We have developed a prototype dashboard to create visualisations of what responders would be able to see based on our model’s subcounty-level forecasts. We are currently working with the Kenyan ministry of health and Amref Health Africa, a health development NGO, to ensure that the dashboard is available to local decision-makers and stakeholders. It is regularly updated with the most current data and new forecasts.
We are also working with our partners to refine the dashboard to meet the needs of the end users and promote its use in national decision-making on responses to acute malnutrition among children. We’re tracking the impacts of this work.
Throughout this process, it will be important to strengthen the capacity of our partners to manage, update and use the model and dashboard. This will promote local responsiveness, ownership and sustainability.
Scaling up
The Kenya Health Information System relies on the District Health Information System 2 (DHIS2). This is an open source software platform. It is currently used by over 80 low- and middle-income countries. The satellite data that we used in our models is also available in all of these countries.
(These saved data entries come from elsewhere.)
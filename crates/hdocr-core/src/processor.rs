//! Single-image processing: stage, infer once, extract.

use std::io::Write;
use std::panic::{self, AssertUnwindSafe};
use std::path::{Path, PathBuf};

use tempfile::NamedTempFile;
use tracing::{debug, info, warn};

use hdocr_inference::InferenceBackend;

use crate::error::StagingError;
use crate::invoice::ProductExtractor;
use crate::models::config::HdocrConfig;
use crate::models::result::{ErrorKind, ItemResult};

/// Where the image for one item comes from.
#[derive(Debug, Clone)]
pub enum ImageData {
    /// Image already on disk, handed to the backend as-is.
    Path(PathBuf),
    /// Raw bytes (upload, stdin) that have to be staged first.
    Bytes(Vec<u8>),
}

/// One image to process, with the filename used for reporting.
#[derive(Debug, Clone)]
pub struct ImageItem {
    pub filename: String,
    pub data: ImageData,
}

impl ImageItem {
    /// Item for a file on disk, reported under its file name.
    pub fn from_path(path: impl Into<PathBuf>) -> Self {
        let path = path.into();
        let filename = path
            .file_name()
            .map(|n| n.to_string_lossy().into_owned())
            .unwrap_or_else(|| path.display().to_string());

        Self {
            filename,
            data: ImageData::Path(path),
        }
    }

    /// Item for in-memory bytes.
    pub fn from_bytes(filename: impl Into<String>, bytes: Vec<u8>) -> Self {
        Self {
            filename: filename.into(),
            data: ImageData::Bytes(bytes),
        }
    }
}

/// An image path that is valid for the lifetime of this value.
///
/// Staged bytes live in a [`NamedTempFile`], removed when this is dropped.
#[derive(Debug)]
pub enum StagedImage {
    Borrowed(PathBuf),
    Temp(NamedTempFile),
}

impl StagedImage {
    /// Stage `item` so the backend can read it from a path.
    pub fn stage(item: &ImageItem, dir: Option<&Path>) -> Result<Self, StagingError> {
        let bytes = match &item.data {
            ImageData::Path(path) => return Ok(Self::Borrowed(path.clone())),
            ImageData::Bytes(bytes) => bytes,
        };
        if bytes.is_empty() {
            return Err(StagingError::Empty);
        }

        let (prefix, suffix) = temp_name_parts(&item.filename);
        let mut builder = tempfile::Builder::new();
        builder.prefix(&prefix).suffix(&suffix);

        let mut file = match dir {
            Some(dir) => builder.tempfile_in(dir),
            None => builder.tempfile(),
        }
        .map_err(|e| StagingError::Create(e.to_string()))?;

        file.write_all(bytes)
            .and_then(|_| file.flush())
            .map_err(|e| StagingError::Write(e.to_string()))?;

        debug!("Staged {} bytes at {}", bytes.len(), file.path().display());
        Ok(Self::Temp(file))
    }

    pub fn path(&self) -> &Path {
        match self {
            Self::Borrowed(path) => path,
            Self::Temp(file) => file.path(),
        }
    }
}

/// Prefix from the sanitized file stem, suffix keeps the extension so the
/// image decoder can still guess the format.
fn temp_name_parts(filename: &str) -> (String, String) {
    let name = Path::new(filename);
    let stem: String = name
        .file_stem()
        .map(|s| s.to_string_lossy())
        .unwrap_or_default()
        .chars()
        .filter(|c| c.is_ascii_alphanumeric() || matches!(c, '-' | '_'))
        .take(32)
        .collect();

    let suffix = name
        .extension()
        .map(|e| format!(".{}", e.to_string_lossy().to_lowercase()))
        .unwrap_or_default();

    (format!("hdocr-{}-", stem), suffix)
}

/// Runs one image through the backend and the extraction pipeline.
pub struct ImageProcessor<B: InferenceBackend> {
    backend: B,
    extractor: ProductExtractor,
    staging_dir: Option<PathBuf>,
}

impl<B: InferenceBackend> ImageProcessor<B> {
    pub fn new(backend: B) -> Self {
        Self {
            backend,
            extractor: ProductExtractor::new(),
            staging_dir: None,
        }
    }

    /// Processor using the extraction and staging settings from `config`.
    pub fn with_config(backend: B, config: &HdocrConfig) -> Self {
        Self {
            backend,
            extractor: ProductExtractor::from_config(&config.extraction),
            staging_dir: config.batch.staging_dir.clone(),
        }
    }

    pub fn with_staging_dir(mut self, dir: Option<PathBuf>) -> Self {
        self.staging_dir = dir;
        self
    }

    pub fn backend(&self) -> &B {
        &self.backend
    }

    /// Process one image. Never fails: every error becomes a
    /// [`ItemResult::Failure`].
    pub fn process(&self, item: &ImageItem) -> ItemResult {
        info!("Processing {} with {}", item.filename, self.backend.name());

        let staged = match StagedImage::stage(item, self.staging_dir.as_deref()) {
            Ok(staged) => staged,
            Err(e) => {
                warn!("Cannot stage {}: {}", item.filename, e);
                return ItemResult::failure(&item.filename, ErrorKind::StagingError, e.to_string());
            }
        };

        let outcome = self.infer(staged.path());
        drop(staged);

        match outcome {
            Ok(raw_text) => {
                let products = self.extractor.extract(&raw_text);
                debug!(
                    "{}: {} products from {} chars",
                    item.filename,
                    products.len(),
                    raw_text.len()
                );
                ItemResult::success(&item.filename, raw_text, products)
            }
            Err(message) => {
                warn!("Inference failed for {}: {}", item.filename, message);
                ItemResult::failure(&item.filename, ErrorKind::InferenceError, message)
            }
        }
    }

    /// Single backend call; a panicking backend counts as a failed call.
    fn infer(&self, path: &Path) -> Result<String, String> {
        match panic::catch_unwind(AssertUnwindSafe(|| self.backend.infer(path))) {
            Ok(Ok(text)) => Ok(text),
            Ok(Err(e)) => Err(e.to_string()),
            Err(payload) => Err(panic_message(payload.as_ref())),
        }
    }
}

fn panic_message(payload: &(dyn std::any::Any + Send)) -> String {
    let detail = payload
        .downcast_ref::<&str>()
        .map(|s| s.to_string())
        .or_else(|| payload.downcast_ref::<String>().cloned())
        .unwrap_or_else(|| "unknown panic".to_string());
    format!("backend panicked: {}", detail)
}

#[cfg(test)]
mod tests {
    use super::*;
    use hdocr_inference::InferenceError;
    use pretty_assertions::assert_eq;
    use std::sync::Mutex;

    const TABLE: &str = "| Tên hàng | Số lượng | Đơn giá | Thành tiền |\n| Coca Cola | 2 | 10.000 | 20.000 |";

    /// Returns a fixed answer and remembers what it was asked about.
    struct ScriptedBackend {
        answer: Result<String, String>,
        seen: Mutex<Vec<(PathBuf, bool)>>,
    }

    impl ScriptedBackend {
        fn answering(text: &str) -> Self {
            Self {
                answer: Ok(text.to_string()),
                seen: Mutex::new(Vec::new()),
            }
        }

        fn failing(message: &str) -> Self {
            Self {
                answer: Err(message.to_string()),
                seen: Mutex::new(Vec::new()),
            }
        }

        fn seen(&self) -> Vec<(PathBuf, bool)> {
            self.seen.lock().unwrap().clone()
        }
    }

    impl InferenceBackend for ScriptedBackend {
        fn infer(&self, image: &Path) -> hdocr_inference::Result<String> {
            self.seen
                .lock()
                .unwrap()
                .push((image.to_path_buf(), image.exists()));
            self.answer
                .clone()
                .map_err(InferenceError::InvalidImage)
        }

        fn name(&self) -> &str {
            "scripted"
        }
    }

    struct PanickingBackend;

    impl InferenceBackend for PanickingBackend {
        fn infer(&self, _image: &Path) -> hdocr_inference::Result<String> {
            panic!("model crashed");
        }

        fn name(&self) -> &str {
            "panicking"
        }
    }

    #[test]
    fn test_success_with_products() {
        let processor = ImageProcessor::new(ScriptedBackend::answering(TABLE));
        let result = processor.process(&ImageItem::from_path("/data/hoa-don.png"));

        assert!(result.is_success());
        assert_eq!(result.filename(), "hoa-don.png");
        assert_eq!(result.raw_text(), Some(TABLE));
        assert_eq!(result.products().len(), 1);
        assert_eq!(result.products()[0].unit_price, "10000");

        let seen = processor.backend().seen();
        assert_eq!(seen.len(), 1);
        assert_eq!(seen[0].0, PathBuf::from("/data/hoa-don.png"));
    }

    #[test]
    fn test_no_table_is_empty_success() {
        let processor = ImageProcessor::new(ScriptedBackend::answering("Cảm ơn quý khách!"));
        let result = processor.process(&ImageItem::from_path("receipt.jpg"));

        assert!(result.is_success());
        assert!(result.products().is_empty());
    }

    #[test]
    fn test_inference_failure() {
        let processor = ImageProcessor::new(ScriptedBackend::failing("cannot decode"));
        let result = processor.process(&ImageItem::from_path("broken.png"));

        let (kind, message) = result.error().unwrap();
        assert_eq!(kind, ErrorKind::InferenceError);
        assert!(message.contains("cannot decode"));
        assert_eq!(result.raw_text(), None);
    }

    #[test]
    fn test_panicking_backend_is_failure() {
        let processor = ImageProcessor::new(PanickingBackend);
        let result = processor.process(&ImageItem::from_path("boom.png"));

        let (kind, message) = result.error().unwrap();
        assert_eq!(kind, ErrorKind::InferenceError);
        assert!(message.contains("model crashed"));
    }

    #[test]
    fn test_staged_file_removed_on_success_and_failure() {
        let dir = tempfile::tempdir().unwrap();

        for backend in [ScriptedBackend::answering(TABLE), ScriptedBackend::failing("boom")] {
            let processor =
                ImageProcessor::new(backend).with_staging_dir(Some(dir.path().to_path_buf()));
            processor.process(&ImageItem::from_bytes("Hóa đơn 01.PNG", vec![0x89, b'P', b'N', b'G']));

            let seen = processor.backend().seen();
            assert_eq!(seen.len(), 1);
            let (path, existed) = &seen[0];
            assert!(existed);
            assert!(path.starts_with(dir.path()));
            assert_eq!(path.extension().unwrap(), "png");
            assert!(!path.exists());
        }

        assert_eq!(std::fs::read_dir(dir.path()).unwrap().count(), 0);
    }

    #[test]
    fn test_empty_bytes_is_staging_error() {
        let processor = ImageProcessor::new(ScriptedBackend::answering(TABLE));
        let result = processor.process(&ImageItem::from_bytes("empty.png", Vec::new()));

        assert_eq!(result.error().unwrap().0, ErrorKind::StagingError);
        assert!(processor.backend().seen().is_empty());
    }

    #[test]
    fn test_missing_staging_dir_is_staging_error() {
        let dir = tempfile::tempdir().unwrap();
        let processor = ImageProcessor::new(ScriptedBackend::answering(TABLE))
            .with_staging_dir(Some(dir.path().join("missing")));
        let result = processor.process(&ImageItem::from_bytes("a.png", vec![1, 2, 3]));

        assert_eq!(result.error().unwrap().0, ErrorKind::StagingError);
        assert!(processor.backend().seen().is_empty());
    }

    #[test]
    fn test_temp_name_parts() {
        assert_eq!(
            temp_name_parts("Hóa đơn 01.PNG"),
            ("hdocr-Han01-".to_string(), ".png".to_string())
        );
        assert_eq!(temp_name_parts("stdin"), ("hdocr-stdin-".to_string(), String::new()));
    }
}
If we can secure additional funding, we plan to expand our work geographically and to other areas of health. We’ve also made our code publicly available, which allows anyone to use it and replicate our work in other countries where child malnutrition is a public health challenge.
Furthermore, our model proves that DHIS2 data, despite challenges with its completeness and quality, can be used in machine learning models to inform public health responses. This work could be adapted to address public health issues beyond malnutrition, like changes in patterns of infectious diseases due to climate change.
This work was a collaboration between the University of Southern California’s Institute on Inequalities in Global Health and Center for Artificial Intelligence in Society, Microsoft, Amref Health Africa and the Kenyan ministry of health.